Tough sell
Local exhibitions make the case for abstract art
From Hitler to Jesse Helmes, contemporary art has always had its naysayers.
But two art movements in particular seem to raise the hackles of art skeptics. On one hand, there is minimalism, whose clean, formalist lines are, for some, Seinfeldian art about nothing. That view of modern art as a sinister conspiracy of "nothingness" was best illustrated in Yasmina Reza's play Art about three friends viciously divided when one of them buys an esoteric, white-on-white minimalist painting.
And then there's abstraction, the other lay person's head-scratcher. Where minimalism is perceived as confoundingly pretentious, abstraction a la Pollock is viewed in even more insulting terms, as a "my kid could have done that" amateur hour.
"Abstraction is a tough sell," concedes abstract artist and curator Heather Stevens Reese.
"A large amount of the general public outside of the art community think abstract work deserves less merit because representational work takes more skill and talent to create."
Reese recently expressed her frustration at abstraction's poor reception locally by taking her show on the road. Transatlantic ( is Reese's exhibition of 10 emerging abstract artists from Atlanta whose work will be shown at the Berlin Gallery twenty-four in June.
Part of abstraction's conundrum is its inherent ambiguity. For some it's decorative sofa art devoid of meaning, while for others it's too top-heavy with the kind of theory you need decades of schoolin' to access.
In a quirky spin on the fear that abstraction is a form for insiders and converts only, abstract artist Daniel Motz, whose work is currently on view at Global Art Galleries ( near Howell Mill Road, often encodes his kinetic, vibrantly hued paintings with biblical Scripture. Where abstract art was once seen as impossibly cerebral and secular, Motz makes it, quite literally, spiritual.
Motz's is just one in a virtual blitzkrieg of abstraction-centered exhibitions this summer, including the brainy sci-fi abstractions by Drew Lowenstein at Solomon Projects through June 12 and Selma Glass' African-American abstractions at the new Limelight Gallery at Binders ( through June 6. This abstraction flurry demonstrates that there is still opportunity for the contentious form to find a niche in the city.
One of the best local examples of abstraction's potential is independent curator and abstract artist Melissa Messina's Transit: Abstracting the System at City Gallery Chastain through June 25. The five featured artists include Michael Gibson, whose organic, cellular forms seem to glow with energy, and Mark Sheinkman, a New York-based painter whose sublime, vortical works draw viewers into his paintings with mesmeric force.
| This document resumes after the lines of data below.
//! Command and receipt payload shapes.
//!
//! These are the request/response payloads of the device command protocol.
//! Only the wire shapes live here; dispatch, timeouts, and acknowledgment
//! tracking are not part of this crate.

use serde::{Deserialize, Serialize};

use crate::MessageId;

/// Schema tag for command payloads.
pub const COMMAND_SCHEMA: &str = "state-relay.command.v1";

/// Schema tag for receipt payloads.
pub const RECEIPT_SCHEMA: &str = "state-relay.receipt.v1";

/// A directed command from one device to another.
#[derive(Debug, Clone, PartialEq, Eq, Serialize, Deserialize)]
pub struct CommandPayload {
    /// Format version tag; must equal [`COMMAND_SCHEMA`].
    pub schema: String,
    /// Unique command identifier.
    pub cmd_id: String,
    /// Seconds-resolution timestamp at construction time.
    pub ts: u64,
    /// Sender's public identity.
    pub from: String,
    /// Target device's public identity.
    pub to: String,
    /// Namespace the command addresses.
    pub namespace: String,
    /// Action name understood by the target.
    pub action: String,
    /// Action parameters, structure unconstrained.
    pub params: serde_json::Value,
    /// Seconds until the command expires.
    pub ttl: u32,
    /// Whether the sender expects receipt messages back.
    pub expect_receipt: bool,
}

/// Lifecycle status of a command, reported in receipts.
#[derive(Debug, Clone, Copy, PartialEq, Eq, Serialize, Deserialize)]
#[serde(rename_all = "lowercase")]
pub enum ReceiptStatus {
    /// Command was received by the target.
    Received,
    /// Execution has started.
    Started,
    /// Execution finished successfully.
    Completed,
    /// Execution failed.
    Failed,
}

/// Reference to a published snapshot, attached to completion receipts.
#[derive(Debug, Clone, PartialEq, Eq, Serialize, Deserialize)]
pub struct StateRef {
    /// Wire kind of the referenced message.
    pub kind: u32,
    /// Addressable key of the referenced stream.
    pub d: String,
    /// Revision of the referenced snapshot.
    pub rev: u64,
    /// Transport id of the referenced message, when known.
    #[serde(skip_serializing_if = "Option::is_none")]
    pub message_id: Option<MessageId>,
}

/// A receipt reporting command progress back to the sender.
#[derive(Debug, Clone, PartialEq, Eq, Serialize, Deserialize)]
pub struct ReceiptPayload {
    /// Format version tag; must equal [`RECEIPT_SCHEMA`].
    pub schema: String,
    /// The command this receipt refers to.
    pub cmd_id: String,
    /// Lifecycle status.
    pub status: ReceiptStatus,
    /// Seconds-resolution timestamp at construction time.
    pub ts: u64,
    /// Optional result data for completed commands.
    #[serde(skip_serializing_if = "Option::is_none")]
    pub result: Option<serde_json::Value>,
    /// Optional reference to state produced by the command.
    #[serde(skip_serializing_if = "Option::is_none")]
    pub state_ref: Option<StateRef>,
}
Both illustrate abstraction's ability to convey movement and chaos with the subtlest of effects.
Any Atlantan could relate to the schizophrenic landscapes treated in Steve Steinman's sculptural works at the Marcus Jewish Community Center of Atlanta (through July 7). Organized by Donald Keyes, Steinman's solo exhibition Sculpture of Space and Time uses disparate materials -- wood, fabric, metal -- and shapes to evoke the often delirious patchwork of the modern landscape.
If any local artist has the potential to leave art-phobes reaching for their wallets instead of calling their shrink, it's the practically huggable abstraction practiced by self-taught painter Grady Haugerud. Haugerud's paintings on view in Transatlantic and at the Buckhead furniture store City Issue through July 15 could hog tie even the most cynical viewer. With their eyeball-soothing retro shades and familiar associations to cave paintings, folk art and Joan Miro, Haugerud's paintings offer enough visual foreplay and evoke enough cultural associations to capture the imagination of even abstraction's most onerous foes.